[Dataset entries Boundary: Start]
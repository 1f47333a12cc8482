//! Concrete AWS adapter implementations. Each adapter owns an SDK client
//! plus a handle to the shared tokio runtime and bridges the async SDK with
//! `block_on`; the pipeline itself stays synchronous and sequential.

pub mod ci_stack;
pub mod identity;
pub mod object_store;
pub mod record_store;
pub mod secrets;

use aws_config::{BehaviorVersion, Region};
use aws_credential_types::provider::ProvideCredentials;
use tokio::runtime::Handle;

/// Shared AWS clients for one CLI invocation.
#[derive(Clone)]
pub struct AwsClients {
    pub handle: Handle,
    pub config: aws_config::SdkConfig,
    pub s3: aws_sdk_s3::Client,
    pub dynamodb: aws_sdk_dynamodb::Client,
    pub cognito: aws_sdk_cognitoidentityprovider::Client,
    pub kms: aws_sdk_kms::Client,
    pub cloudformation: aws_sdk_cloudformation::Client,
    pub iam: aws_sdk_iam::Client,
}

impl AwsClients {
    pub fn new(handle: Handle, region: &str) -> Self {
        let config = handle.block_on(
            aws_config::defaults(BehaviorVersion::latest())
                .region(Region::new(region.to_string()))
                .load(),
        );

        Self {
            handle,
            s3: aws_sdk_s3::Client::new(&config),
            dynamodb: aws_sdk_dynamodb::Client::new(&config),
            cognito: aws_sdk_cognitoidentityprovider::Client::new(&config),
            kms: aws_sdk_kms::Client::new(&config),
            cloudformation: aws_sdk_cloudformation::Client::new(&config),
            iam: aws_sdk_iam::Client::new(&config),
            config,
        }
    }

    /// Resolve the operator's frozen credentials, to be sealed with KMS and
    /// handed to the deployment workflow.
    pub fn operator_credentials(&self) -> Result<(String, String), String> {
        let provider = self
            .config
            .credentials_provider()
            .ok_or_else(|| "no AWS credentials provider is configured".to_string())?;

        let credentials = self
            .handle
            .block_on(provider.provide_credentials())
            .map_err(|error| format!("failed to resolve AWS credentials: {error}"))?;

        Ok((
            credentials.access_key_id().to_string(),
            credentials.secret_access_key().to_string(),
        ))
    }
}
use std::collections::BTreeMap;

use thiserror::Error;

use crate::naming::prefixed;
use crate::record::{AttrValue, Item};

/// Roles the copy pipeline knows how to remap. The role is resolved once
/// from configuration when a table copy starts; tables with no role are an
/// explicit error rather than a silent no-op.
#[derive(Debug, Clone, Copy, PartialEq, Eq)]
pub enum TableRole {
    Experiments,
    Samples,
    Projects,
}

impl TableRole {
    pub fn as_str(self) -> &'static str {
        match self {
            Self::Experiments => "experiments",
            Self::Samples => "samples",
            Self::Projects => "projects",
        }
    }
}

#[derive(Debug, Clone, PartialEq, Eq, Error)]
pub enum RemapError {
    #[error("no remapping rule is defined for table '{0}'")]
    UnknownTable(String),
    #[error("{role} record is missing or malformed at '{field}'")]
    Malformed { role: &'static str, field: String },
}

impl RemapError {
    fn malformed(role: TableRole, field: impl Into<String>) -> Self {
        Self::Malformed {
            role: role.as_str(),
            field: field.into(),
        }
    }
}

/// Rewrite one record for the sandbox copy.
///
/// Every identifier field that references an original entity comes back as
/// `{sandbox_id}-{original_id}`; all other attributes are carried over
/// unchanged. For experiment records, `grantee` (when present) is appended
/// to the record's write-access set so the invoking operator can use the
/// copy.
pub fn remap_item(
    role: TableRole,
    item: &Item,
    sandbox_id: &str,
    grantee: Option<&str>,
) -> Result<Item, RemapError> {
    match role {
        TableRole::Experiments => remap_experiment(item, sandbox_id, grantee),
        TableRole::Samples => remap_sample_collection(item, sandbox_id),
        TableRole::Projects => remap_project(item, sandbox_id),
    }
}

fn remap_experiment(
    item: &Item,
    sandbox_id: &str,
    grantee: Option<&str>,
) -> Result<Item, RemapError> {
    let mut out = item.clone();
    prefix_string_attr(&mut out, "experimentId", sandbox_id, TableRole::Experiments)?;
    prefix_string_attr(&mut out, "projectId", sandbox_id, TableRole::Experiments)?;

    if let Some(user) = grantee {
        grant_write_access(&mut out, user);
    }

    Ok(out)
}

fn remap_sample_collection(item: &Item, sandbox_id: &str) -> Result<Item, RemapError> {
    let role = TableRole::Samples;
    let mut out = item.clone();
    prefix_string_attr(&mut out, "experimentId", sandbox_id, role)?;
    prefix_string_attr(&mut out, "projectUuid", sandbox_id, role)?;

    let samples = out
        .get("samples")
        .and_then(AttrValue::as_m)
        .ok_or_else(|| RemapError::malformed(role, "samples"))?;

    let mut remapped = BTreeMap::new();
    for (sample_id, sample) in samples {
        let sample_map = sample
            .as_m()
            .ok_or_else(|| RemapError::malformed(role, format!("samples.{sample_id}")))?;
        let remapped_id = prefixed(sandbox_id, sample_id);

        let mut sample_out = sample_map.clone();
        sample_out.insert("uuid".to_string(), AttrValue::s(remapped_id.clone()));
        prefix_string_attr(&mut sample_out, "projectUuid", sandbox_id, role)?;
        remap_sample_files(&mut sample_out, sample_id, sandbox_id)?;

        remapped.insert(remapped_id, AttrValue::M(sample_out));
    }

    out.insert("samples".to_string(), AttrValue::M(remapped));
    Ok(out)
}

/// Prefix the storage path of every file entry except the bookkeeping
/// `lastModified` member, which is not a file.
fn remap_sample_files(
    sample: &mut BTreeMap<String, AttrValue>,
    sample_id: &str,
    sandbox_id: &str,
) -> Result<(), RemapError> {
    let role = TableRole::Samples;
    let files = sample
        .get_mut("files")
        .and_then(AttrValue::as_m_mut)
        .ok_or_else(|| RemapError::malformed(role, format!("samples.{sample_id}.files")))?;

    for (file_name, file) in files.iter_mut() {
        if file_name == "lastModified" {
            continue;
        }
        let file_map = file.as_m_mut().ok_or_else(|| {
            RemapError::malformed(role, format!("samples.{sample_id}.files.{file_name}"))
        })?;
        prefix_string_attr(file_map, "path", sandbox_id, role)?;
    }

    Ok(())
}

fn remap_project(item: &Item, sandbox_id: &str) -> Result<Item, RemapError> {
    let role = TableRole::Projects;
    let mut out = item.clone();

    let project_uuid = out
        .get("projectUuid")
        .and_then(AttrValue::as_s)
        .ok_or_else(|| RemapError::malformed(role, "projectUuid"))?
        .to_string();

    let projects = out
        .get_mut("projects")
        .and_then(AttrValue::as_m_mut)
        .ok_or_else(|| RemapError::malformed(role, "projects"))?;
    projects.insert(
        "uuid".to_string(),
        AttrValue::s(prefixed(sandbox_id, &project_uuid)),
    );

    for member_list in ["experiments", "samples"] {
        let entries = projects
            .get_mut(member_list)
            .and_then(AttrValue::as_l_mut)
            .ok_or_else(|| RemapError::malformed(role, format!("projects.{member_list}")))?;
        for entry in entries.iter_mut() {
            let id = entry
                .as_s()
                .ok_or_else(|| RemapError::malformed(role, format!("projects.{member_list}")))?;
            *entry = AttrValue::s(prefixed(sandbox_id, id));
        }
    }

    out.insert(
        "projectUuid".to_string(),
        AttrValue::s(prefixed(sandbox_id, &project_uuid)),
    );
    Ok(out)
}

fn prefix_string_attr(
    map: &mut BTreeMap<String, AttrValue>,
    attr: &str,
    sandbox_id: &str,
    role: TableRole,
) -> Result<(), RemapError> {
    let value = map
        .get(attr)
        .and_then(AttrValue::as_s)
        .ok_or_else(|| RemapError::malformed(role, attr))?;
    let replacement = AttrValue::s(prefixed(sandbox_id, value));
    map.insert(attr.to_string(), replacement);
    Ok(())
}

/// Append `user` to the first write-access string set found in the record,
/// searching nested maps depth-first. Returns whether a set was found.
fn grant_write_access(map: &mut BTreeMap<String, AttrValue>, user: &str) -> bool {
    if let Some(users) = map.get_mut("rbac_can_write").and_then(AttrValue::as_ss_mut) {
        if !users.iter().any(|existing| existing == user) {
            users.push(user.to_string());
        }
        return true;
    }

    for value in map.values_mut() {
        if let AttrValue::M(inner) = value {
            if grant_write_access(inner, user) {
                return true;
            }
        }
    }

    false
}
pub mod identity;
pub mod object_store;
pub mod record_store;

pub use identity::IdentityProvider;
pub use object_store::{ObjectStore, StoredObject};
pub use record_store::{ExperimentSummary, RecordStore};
[Dataset entries Boundary: End]
[Dataset entries Boundary: Start]
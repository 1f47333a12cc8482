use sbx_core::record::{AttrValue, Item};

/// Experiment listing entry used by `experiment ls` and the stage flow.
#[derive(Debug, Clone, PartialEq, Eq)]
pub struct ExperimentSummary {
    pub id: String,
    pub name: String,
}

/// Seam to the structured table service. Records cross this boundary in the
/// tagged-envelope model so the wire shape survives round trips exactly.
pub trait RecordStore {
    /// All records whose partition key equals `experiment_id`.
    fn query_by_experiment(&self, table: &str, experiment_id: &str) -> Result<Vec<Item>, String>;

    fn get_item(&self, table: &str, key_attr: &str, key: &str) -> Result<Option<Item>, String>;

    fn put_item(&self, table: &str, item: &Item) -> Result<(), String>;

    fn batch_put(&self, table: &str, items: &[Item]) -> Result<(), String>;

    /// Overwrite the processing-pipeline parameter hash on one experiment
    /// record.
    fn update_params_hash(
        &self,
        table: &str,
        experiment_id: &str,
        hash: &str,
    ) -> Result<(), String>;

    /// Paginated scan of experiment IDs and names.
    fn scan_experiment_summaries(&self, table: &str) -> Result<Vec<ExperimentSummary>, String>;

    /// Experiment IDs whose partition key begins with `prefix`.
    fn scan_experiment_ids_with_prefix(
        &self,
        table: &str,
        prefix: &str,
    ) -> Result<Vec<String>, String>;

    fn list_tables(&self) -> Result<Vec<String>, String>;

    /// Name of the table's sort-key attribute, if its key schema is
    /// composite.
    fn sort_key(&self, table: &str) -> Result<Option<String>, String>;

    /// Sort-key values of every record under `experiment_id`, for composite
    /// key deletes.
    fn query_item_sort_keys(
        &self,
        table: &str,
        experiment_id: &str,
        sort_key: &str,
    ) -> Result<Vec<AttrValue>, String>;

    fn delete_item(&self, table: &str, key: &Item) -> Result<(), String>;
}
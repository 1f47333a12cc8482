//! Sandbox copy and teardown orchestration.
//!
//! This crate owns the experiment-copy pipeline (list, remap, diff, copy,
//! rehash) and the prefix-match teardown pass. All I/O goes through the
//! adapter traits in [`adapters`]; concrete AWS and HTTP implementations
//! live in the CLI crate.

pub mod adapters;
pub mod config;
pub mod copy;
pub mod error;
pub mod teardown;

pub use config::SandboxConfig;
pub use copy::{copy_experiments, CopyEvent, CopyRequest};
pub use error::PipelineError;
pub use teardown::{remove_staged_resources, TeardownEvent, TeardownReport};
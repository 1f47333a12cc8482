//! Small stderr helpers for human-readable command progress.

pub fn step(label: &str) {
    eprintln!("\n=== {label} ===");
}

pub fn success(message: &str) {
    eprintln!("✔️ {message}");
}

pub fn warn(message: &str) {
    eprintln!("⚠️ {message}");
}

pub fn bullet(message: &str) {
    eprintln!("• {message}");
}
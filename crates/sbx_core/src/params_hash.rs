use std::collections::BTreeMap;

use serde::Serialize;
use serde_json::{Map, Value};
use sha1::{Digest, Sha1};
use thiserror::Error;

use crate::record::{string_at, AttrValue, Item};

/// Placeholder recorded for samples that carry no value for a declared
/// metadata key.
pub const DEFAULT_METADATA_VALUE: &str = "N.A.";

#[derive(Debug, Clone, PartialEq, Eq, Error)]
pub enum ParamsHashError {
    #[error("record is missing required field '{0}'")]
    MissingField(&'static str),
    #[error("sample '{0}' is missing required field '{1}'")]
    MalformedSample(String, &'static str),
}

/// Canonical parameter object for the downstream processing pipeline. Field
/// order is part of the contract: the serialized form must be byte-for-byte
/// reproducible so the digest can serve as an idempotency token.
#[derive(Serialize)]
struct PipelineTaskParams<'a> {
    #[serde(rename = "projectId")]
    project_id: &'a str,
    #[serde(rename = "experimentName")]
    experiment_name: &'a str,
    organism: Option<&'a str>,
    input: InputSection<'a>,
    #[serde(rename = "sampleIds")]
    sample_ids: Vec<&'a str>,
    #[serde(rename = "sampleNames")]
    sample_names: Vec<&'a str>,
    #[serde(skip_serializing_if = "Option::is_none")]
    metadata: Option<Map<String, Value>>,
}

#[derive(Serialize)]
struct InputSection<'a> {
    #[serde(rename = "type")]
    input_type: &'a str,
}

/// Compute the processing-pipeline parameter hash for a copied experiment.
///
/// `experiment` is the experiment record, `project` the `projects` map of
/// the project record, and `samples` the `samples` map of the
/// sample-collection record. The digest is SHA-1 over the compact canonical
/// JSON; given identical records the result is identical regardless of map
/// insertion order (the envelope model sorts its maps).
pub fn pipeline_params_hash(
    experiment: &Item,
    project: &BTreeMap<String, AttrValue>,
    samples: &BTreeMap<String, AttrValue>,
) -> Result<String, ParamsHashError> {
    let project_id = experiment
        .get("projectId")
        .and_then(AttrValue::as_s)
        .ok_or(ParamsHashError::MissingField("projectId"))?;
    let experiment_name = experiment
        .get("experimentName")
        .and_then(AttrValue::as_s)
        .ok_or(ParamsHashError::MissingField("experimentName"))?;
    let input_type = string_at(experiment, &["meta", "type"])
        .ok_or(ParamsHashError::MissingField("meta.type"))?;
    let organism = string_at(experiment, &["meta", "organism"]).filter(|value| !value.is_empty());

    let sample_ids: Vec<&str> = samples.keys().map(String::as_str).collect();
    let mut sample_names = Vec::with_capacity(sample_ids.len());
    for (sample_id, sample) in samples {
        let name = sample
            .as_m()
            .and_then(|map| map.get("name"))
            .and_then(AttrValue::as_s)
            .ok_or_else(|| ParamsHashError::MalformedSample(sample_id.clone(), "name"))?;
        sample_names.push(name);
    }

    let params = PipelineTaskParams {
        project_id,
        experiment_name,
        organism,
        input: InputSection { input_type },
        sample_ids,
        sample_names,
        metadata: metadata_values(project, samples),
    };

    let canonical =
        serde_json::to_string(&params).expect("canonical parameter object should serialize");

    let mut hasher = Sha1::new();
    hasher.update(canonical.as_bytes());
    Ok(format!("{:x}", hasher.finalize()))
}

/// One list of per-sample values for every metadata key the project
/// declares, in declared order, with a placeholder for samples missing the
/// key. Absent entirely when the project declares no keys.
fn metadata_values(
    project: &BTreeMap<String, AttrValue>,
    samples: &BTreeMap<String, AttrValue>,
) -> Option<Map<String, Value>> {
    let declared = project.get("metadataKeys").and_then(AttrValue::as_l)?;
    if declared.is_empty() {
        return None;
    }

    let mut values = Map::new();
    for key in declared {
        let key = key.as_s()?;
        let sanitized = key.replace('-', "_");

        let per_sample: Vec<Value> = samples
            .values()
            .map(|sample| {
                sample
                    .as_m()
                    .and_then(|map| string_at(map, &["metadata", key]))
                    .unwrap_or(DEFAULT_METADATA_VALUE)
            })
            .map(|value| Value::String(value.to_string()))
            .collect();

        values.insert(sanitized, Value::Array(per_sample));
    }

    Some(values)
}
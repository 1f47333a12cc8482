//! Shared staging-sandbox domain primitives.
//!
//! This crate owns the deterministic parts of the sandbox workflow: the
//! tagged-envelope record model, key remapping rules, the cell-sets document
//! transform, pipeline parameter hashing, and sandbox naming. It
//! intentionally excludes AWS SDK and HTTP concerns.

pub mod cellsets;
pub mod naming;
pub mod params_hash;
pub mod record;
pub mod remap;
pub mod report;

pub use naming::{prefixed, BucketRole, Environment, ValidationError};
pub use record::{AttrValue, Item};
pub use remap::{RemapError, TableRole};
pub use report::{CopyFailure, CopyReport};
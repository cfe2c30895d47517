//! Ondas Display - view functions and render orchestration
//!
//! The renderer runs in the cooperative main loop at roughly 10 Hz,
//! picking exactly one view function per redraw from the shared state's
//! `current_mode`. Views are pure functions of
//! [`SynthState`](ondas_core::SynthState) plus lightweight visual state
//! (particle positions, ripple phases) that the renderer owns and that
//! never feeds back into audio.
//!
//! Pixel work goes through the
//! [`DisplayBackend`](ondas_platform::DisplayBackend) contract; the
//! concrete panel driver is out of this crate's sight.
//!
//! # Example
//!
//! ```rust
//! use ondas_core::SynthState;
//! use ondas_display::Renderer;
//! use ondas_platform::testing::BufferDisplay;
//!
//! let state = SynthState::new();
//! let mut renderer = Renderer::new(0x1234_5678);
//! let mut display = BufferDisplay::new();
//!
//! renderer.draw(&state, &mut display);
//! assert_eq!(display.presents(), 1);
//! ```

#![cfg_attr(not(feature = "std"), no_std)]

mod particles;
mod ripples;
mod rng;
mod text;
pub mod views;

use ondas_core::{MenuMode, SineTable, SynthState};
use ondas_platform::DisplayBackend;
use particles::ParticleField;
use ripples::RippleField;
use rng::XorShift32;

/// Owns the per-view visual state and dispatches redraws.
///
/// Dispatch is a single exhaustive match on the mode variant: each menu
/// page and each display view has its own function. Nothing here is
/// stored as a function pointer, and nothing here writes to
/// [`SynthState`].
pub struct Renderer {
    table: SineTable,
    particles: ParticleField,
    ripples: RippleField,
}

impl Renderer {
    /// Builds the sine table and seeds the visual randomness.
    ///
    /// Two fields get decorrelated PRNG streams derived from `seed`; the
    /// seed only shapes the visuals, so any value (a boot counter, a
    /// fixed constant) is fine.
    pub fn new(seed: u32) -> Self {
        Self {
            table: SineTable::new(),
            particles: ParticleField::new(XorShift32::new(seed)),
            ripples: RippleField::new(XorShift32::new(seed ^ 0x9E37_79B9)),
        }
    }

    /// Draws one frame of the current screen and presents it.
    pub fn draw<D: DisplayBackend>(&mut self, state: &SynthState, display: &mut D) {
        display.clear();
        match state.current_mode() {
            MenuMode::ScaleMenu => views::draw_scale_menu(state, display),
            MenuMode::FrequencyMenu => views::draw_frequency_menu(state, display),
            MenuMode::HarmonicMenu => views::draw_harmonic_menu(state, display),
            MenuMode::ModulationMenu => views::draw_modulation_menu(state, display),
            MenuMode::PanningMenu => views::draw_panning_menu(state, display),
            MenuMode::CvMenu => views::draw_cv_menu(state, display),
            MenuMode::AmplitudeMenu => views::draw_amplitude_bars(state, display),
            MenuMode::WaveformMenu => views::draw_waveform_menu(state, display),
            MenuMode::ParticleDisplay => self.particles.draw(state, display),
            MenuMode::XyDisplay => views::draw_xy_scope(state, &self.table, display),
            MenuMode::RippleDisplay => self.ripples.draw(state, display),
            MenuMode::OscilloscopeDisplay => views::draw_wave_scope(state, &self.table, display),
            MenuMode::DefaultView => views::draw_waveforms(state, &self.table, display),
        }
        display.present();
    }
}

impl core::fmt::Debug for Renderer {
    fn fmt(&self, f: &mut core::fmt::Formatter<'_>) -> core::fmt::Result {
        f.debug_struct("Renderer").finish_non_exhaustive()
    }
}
[Dataset entries Boundary: End]
§ Exercise details
Go through the entries above and count the lines containing "RecordStore". Give the number only.

§ Result of the task
2